Dataset excerpts:
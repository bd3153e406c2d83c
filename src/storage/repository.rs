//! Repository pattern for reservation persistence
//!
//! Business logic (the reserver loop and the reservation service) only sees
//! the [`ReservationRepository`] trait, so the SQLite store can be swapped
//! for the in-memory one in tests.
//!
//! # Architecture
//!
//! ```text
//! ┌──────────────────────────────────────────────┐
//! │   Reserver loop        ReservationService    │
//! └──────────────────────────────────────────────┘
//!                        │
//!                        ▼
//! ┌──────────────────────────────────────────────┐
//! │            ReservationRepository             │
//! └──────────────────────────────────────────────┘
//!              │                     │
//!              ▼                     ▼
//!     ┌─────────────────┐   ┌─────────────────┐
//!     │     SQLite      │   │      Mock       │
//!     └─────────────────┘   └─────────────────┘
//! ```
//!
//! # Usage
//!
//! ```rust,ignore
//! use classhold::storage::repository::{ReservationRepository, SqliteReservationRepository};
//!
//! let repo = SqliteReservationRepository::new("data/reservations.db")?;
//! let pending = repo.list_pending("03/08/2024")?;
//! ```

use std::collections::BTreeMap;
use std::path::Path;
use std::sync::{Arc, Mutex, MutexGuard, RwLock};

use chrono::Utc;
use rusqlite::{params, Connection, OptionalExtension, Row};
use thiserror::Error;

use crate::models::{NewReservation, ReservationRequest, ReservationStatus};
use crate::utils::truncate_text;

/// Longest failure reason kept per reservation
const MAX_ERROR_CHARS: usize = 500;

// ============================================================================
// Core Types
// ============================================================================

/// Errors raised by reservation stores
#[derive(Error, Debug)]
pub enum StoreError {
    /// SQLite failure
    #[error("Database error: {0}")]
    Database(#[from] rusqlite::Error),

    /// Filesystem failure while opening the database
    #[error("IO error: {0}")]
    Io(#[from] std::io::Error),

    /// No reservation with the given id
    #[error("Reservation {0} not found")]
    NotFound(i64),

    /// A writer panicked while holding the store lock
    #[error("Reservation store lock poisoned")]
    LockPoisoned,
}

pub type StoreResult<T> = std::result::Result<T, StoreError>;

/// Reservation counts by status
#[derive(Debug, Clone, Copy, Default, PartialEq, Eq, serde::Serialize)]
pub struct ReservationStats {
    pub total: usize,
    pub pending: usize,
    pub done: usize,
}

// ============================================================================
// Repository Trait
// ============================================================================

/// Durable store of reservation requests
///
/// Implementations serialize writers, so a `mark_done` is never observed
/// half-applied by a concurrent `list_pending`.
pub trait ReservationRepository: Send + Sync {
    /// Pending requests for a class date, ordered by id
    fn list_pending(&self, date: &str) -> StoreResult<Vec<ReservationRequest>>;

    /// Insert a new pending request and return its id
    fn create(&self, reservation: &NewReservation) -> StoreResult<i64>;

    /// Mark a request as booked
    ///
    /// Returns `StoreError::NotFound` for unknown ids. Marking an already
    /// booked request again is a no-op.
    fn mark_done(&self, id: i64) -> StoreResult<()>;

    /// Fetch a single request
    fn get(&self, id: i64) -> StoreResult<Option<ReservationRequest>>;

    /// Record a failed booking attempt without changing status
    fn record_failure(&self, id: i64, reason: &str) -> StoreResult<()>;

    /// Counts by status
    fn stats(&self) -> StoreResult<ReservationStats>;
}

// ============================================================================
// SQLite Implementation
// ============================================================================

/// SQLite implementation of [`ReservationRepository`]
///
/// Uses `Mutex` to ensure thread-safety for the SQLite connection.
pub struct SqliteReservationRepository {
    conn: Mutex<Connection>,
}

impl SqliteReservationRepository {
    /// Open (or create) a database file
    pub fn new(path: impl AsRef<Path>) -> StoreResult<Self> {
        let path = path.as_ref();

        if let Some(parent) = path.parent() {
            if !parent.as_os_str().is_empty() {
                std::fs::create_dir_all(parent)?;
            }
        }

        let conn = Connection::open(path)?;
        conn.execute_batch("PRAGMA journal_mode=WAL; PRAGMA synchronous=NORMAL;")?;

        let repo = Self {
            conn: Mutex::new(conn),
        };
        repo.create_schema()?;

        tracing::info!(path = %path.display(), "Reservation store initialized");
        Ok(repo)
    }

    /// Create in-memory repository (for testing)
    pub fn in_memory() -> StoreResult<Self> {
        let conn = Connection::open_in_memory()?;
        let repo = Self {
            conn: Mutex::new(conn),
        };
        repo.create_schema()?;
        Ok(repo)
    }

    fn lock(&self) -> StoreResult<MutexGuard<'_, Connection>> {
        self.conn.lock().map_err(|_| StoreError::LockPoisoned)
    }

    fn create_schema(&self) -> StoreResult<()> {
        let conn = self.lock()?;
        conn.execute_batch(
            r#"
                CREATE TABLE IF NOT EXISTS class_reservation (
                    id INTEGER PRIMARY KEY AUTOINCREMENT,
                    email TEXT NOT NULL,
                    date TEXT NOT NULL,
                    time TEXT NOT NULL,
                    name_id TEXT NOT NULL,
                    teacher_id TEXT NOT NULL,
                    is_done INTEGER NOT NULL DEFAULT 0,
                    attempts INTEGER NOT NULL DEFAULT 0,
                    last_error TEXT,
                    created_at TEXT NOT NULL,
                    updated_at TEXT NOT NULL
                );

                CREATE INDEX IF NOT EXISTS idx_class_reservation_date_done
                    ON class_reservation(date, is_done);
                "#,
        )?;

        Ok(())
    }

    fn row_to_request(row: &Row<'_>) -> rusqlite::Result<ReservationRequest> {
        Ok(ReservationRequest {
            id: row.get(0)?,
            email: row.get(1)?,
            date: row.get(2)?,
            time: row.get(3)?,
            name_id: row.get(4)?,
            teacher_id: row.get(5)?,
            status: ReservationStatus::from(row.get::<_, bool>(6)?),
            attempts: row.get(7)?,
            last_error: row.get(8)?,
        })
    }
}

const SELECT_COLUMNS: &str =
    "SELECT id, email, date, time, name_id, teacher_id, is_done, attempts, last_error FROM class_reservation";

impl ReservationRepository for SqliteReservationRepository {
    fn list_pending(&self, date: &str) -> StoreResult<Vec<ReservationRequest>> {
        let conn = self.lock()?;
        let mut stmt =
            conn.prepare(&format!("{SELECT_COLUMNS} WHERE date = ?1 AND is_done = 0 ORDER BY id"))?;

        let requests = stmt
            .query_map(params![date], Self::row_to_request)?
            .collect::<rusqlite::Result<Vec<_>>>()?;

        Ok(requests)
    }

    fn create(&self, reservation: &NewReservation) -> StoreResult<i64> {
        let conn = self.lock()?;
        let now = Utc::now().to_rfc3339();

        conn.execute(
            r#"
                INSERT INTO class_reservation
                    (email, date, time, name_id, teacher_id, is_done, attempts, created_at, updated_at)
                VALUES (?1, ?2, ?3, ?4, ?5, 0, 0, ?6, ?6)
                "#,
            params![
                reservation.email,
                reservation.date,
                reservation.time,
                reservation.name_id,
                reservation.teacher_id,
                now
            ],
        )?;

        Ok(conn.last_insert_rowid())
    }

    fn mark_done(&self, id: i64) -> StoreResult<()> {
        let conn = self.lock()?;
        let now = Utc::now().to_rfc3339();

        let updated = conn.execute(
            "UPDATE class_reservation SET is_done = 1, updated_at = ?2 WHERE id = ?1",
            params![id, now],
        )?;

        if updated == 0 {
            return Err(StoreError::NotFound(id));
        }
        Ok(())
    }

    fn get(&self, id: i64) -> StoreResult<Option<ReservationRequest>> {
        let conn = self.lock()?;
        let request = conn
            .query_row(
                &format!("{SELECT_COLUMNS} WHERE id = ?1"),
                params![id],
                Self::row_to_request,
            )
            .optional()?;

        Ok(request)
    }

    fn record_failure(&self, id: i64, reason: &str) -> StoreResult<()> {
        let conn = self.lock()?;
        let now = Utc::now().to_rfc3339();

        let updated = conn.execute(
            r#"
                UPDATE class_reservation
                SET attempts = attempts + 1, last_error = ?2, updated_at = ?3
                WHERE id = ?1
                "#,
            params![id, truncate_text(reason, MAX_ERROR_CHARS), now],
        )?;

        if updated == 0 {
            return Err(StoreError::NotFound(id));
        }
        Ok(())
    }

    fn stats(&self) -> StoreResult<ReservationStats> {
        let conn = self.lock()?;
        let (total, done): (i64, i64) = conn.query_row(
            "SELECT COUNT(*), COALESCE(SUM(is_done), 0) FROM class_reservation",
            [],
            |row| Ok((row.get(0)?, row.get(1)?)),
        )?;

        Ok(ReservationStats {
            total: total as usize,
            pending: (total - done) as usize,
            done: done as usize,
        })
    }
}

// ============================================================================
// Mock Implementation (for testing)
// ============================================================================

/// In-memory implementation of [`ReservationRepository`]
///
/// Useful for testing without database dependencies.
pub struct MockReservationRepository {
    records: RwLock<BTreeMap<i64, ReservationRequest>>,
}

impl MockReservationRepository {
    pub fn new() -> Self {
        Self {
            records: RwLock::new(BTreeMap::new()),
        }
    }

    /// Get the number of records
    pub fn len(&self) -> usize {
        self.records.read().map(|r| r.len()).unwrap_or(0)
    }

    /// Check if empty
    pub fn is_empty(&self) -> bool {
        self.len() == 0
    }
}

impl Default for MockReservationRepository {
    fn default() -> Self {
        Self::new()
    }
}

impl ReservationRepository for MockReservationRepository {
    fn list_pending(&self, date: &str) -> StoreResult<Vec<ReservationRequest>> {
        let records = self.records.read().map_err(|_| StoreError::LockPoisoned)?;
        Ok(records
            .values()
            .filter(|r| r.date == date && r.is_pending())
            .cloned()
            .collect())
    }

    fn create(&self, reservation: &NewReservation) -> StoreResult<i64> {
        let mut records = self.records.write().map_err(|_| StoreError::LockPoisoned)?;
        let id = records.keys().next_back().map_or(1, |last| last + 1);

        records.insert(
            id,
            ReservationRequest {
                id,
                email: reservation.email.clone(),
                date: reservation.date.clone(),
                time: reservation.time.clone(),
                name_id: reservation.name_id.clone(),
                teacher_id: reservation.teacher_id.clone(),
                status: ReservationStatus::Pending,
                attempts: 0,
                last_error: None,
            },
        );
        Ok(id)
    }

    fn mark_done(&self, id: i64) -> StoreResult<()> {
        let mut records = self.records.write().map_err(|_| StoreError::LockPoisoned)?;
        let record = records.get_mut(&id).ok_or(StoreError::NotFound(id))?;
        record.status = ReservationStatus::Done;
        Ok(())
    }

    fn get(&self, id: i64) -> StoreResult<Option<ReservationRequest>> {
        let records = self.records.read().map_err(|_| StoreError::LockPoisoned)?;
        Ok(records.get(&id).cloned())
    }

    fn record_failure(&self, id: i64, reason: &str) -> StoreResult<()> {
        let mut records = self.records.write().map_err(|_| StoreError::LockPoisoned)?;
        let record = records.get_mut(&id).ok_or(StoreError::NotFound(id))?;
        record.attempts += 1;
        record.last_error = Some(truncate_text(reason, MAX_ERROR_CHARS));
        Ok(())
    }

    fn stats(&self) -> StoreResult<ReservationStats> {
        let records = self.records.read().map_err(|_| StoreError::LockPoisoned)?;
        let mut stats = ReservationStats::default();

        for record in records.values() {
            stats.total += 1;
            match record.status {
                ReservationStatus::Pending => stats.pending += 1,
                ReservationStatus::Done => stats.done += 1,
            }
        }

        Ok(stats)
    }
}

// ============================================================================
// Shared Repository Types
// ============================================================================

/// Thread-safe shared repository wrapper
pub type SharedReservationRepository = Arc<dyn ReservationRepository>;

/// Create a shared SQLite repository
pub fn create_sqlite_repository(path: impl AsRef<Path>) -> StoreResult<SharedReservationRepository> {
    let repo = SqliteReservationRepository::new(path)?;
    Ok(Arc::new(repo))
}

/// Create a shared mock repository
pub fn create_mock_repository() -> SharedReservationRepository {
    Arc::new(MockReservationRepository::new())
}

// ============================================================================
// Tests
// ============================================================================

→ Exercise details: The expected output is one number: how many lines of the data above hold the string "Types".

→ Written reply: 2